The Jewish role has been a proud and important one in our movement. Many leaders of the cause are Jewish. Many supporters and champions have been Jewish. And the Jewish establishment has been early and strong in support for gay people, their families, and the freedom to marry. The Reform and Reconstructionist movements have taken strong and explicit stands, as has the Conservative rabbinate.
Some Orthodox Jewish leaders have been vocal opponents of marriage equality. How do you respond?
They’re sadly out of step with social justice and with the needs of gay families, who they never seem to tend to or even address. They are also doing a real disservice to the very important values of religious freedom that really matter in America, and for Jews. This isn’t about forcing any rabbi, priest, or temple, or mosque, or church to perform a ceremony. But it’s in the interest of each of those to resist trying to dictate to the government who can get a civil marriage license. Jewish people have a real stake in protecting that religious pluralism and freedom.
The Orthodox ought to understand that.
People are entitled to their own religious views. But as a matter of pastoral care, you’d also think you’d hear more voices caring about families and communities that are enriched by the freedom to marry under the law. The Orthodox establishment’s opposition is a minority and out of step with where the vast majority of Jewish people are.

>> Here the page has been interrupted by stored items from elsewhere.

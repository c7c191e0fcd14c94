pub mod progress;
pub mod render;
pub mod theme;
pub mod db;
use clap::Parser;
use std::path::PathBuf;

#[derive(Parser, Debug)]
#[command(name = "fairmap")]
#[command(about = "Geocode agricultural trade-fair events and browse them from the command line.")]
#[command(version)]
pub struct Cli {
    /// Event dataset (JSON); defaults to `dataset_path` from the config
    #[arg(short = 'd', long)]
    pub dataset: Option<PathBuf>,

    /// Exhibitor directory (JSON object keyed by event id)
    #[arg(short = 'x', long)]
    pub exhibitors: Option<PathBuf>,

    /// Only show events in this month (repeatable)
    #[arg(short = 'm', long = "month")]
    pub months: Vec<String>,

    /// Only show events with this focus segment (repeatable)
    #[arg(short = 's', long = "segment")]
    pub segments: Vec<String>,

    /// Only show events in this state (repeatable)
    #[arg(short = 'u', long = "state")]
    pub states: Vec<String>,

    /// Open the detail panel for this event id
    #[arg(long)]
    pub select: Option<String>,

    /// Don't use or update the persistent geocode cache
    #[arg(short = 'n', long)]
    pub nocache: bool,

    /// Output as JSON
    #[arg(long)]
    pub json: bool,

    /// Choose color theme
    #[arg(short = 'T', long)]
    pub theme: Option<String>,

    /// Generate config sample
    #[arg(long)]
    pub generate_config: bool,

    /// Edit configuration file
    #[arg(long)]
    pub edit_config: bool,

    /// Show status
    #[arg(long)]
    pub status: bool,

    /// Remove every stored geocode result
    #[arg(long)]
    pub clear_cache: bool,

    /// Resolve these place names ("City, State") instead of loading the dataset
    pub places: Vec<String>,
}
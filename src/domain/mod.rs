pub mod dashboard;
pub mod error;
pub mod model;
pub mod resolver;
pub mod throttle;
pub mod traits;
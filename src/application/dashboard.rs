use crate::application::resolve::resolve_places;
use crate::domain::dashboard::{DashboardEvent, Dataset, SessionState};
use crate::domain::error::FairError;
use crate::domain::model::{EventId, ExhibitorDirectory};
use crate::domain::traits::ResolveObserver;
use crate::infrastructure::dataset::{load_events, load_exhibitors};
use crate::state::AppState;
use std::path::Path;
use tracing::debug;

/// Immutable base data the view is derived from.
pub struct DashboardData {
    pub dataset: Dataset,
    pub exhibitors: ExhibitorDirectory,
}

pub async fn load_dashboard(
    state: &AppState,
    dataset_path: &Path,
    exhibitors: Option<ExhibitorSource<'_>>,
    no_cache: bool,
    observer: &dyn ResolveObserver,
) -> Result<DashboardData, FairError> {
    let records = load_events(dataset_path).await?;
    let places: Vec<String> = records.iter().map(|r| r.place_query()).collect();

    let cache = resolve_places(state, &places, no_cache, observer).await?;
    let dataset = Dataset::attach(records, &cache);

    let exhibitors = match exhibitors {
        Some(source) => load_exhibitor_directory(source).await?,
        None => ExhibitorDirectory::new(),
    };

    Ok(DashboardData {
        dataset,
        exhibitors,
    })
}

/// Where the exhibitor directory comes from. A configured default may be
/// absent; a path given on the command line must exist.
#[derive(Debug, Clone, Copy)]
pub enum ExhibitorSource<'a> {
    Requested(&'a Path),
    Configured(&'a Path),
}

pub async fn load_exhibitor_directory(
    source: ExhibitorSource<'_>,
) -> Result<ExhibitorDirectory, FairError> {
    match source {
        ExhibitorSource::Requested(path) => load_exhibitors(path).await,
        ExhibitorSource::Configured(path) => {
            if !path.exists() {
                debug!(path = %path.display(), "no exhibitor directory");
                return Ok(ExhibitorDirectory::new());
            }
            load_exhibitors(path).await
        }
    }
}

/// Build the session from command-line choices, one event per choice.
pub fn build_session(
    dataset: &Dataset,
    months: Vec<String>,
    segments: Vec<String>,
    states: Vec<String>,
    select: Option<String>,
) -> Result<SessionState, FairError> {
    let mut session = SessionState::new();
    session.dispatch(DashboardEvent::SetMonths(months));
    session.dispatch(DashboardEvent::SetSegments(segments));
    session.dispatch(DashboardEvent::SetStates(states));

    if let Some(id) = select {
        let id = EventId::new(id);
        if dataset.get(&id).is_none() {
            return Err(FairError::NotFound(format!("event '{}'", id)));
        }
        session.dispatch(DashboardEvent::Select(id));
    }

    Ok(session)
}
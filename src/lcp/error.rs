//! Errors raised while building or pivoting an LCP tableau.

use crate::games::GameError;
use crate::lcp::config::ConfigError;

/// Failure of a solve.
///
/// Any of these aborts the whole search: results accumulated before the
/// failure are discarded and no profile is emitted.
#[derive(Debug, Clone)]
pub enum LcpError {
    /// The ratio test found no leaving row for the entering variable.
    UnboundedRay {
        /// Label of the entering variable.
        label: usize,
    },
    /// A single Lemke path exceeded its pivot budget.
    PivotLimit {
        /// Label the path was started from.
        label: usize,
        /// Budget that was exhausted.
        limit: usize,
    },
    /// A pivot label outside `[min, max]` was requested.
    InvalidLabel {
        /// Requested label.
        label: usize,
        /// Smallest valid label.
        min: usize,
        /// Largest valid label.
        max: usize,
    },
    /// Matrix or vector dimensions do not agree.
    DimensionMismatch {
        /// Expected length.
        expected: usize,
        /// Length found.
        actual: usize,
    },
    /// The game or support handed to the solver is malformed.
    Game(GameError),
    /// The solver configuration is unusable.
    Config(ConfigError),
}

impl std::fmt::Display for LcpError {
    fn fmt(&self, f: &mut std::fmt::Formatter<'_>) -> std::fmt::Result {
        match self {
            Self::UnboundedRay { label } => {
                write!(f, "Unbounded ray while entering label {}", label)
            }
            Self::PivotLimit { label, limit } => {
                write!(f, "Lemke path from label {} exceeded {} pivots", label, limit)
            }
            Self::InvalidLabel { label, min, max } => {
                write!(f, "Invalid pivot label {} (valid range {}..={})", label, min, max)
            }
            Self::DimensionMismatch { expected, actual } => {
                write!(f, "Dimension mismatch: expected {}, got {}", expected, actual)
            }
            Self::Game(e) => write!(f, "Game error: {}", e),
            Self::Config(e) => write!(f, "Config error: {}", e),
        }
    }
}

impl std::error::Error for LcpError {}

impl From<GameError> for LcpError {
    fn from(e: GameError) -> Self {
        Self::Game(e)
    }
}

impl From<ConfigError> for LcpError {
    fn from(e: ConfigError) -> Self {
        Self::Config(e)
    }
}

In the “Vows” column about your wedding in The New York Times, your parents sounded incredibly supportive. What kind of Jewish upbringing did you have?
I’m very lucky to have warm, loving parents who are also great examples of the value of marriage. They’ve been married now for 57-plus years. We had a beautiful celebration of their golden anniversary a few years ago.
They’ve always put their kids first, and they’ve always been there for us. It’s an important lesson I’ve always taken with me. We were sent to Jewish summer camp and Hebrew school, and we celebrated holidays. We had a Jewish consciousness and a Jewish life. In fact, the camp we attended, Boiberik [founded by the Sholem Aleichem Folk Institute in 1923, and closed in 1979] was part of the Yiddish social justice world. I learned the importance of tikkun olam, the importance of standing up for what’s right, the importance of caring about others. My parents also met at that camp, so it’s very important to my family.
Did you incorporate Jewish elements into your own wedding?
We did. It wasn’t a religious wedding, but we wanted to draw on many sources of inspiration and importance to us. So we got married under a chuppah, reflecting my Jewish background, made of four Chinese bamboo woven together, reflecting my husband’s Chinese ethnicity. It was actually quite beautiful and quite meaningful.
We also began the wedding ceremony by asking our sisters to light candles on a menorah that came from my summer camp. And at the end, we broke the glass together. The judge [Justice Rosalyn H. Richter, who sits on the Appellate Division of the State Supreme Court in Manhattan] who performed ceremony, a close friend, who‘s also Jewish, talked about many meanings of the breaking up glass.
And the one that was important to Cheng and me was that while we celebrate having won the freedom to marry in New York, and we’re getting married surrounded by family and friends, there are many places where gay people are denied freedom to marry, and many states and countries where the lack of freedom remains. We broke the glass to remind ourselves that the work is not yet done.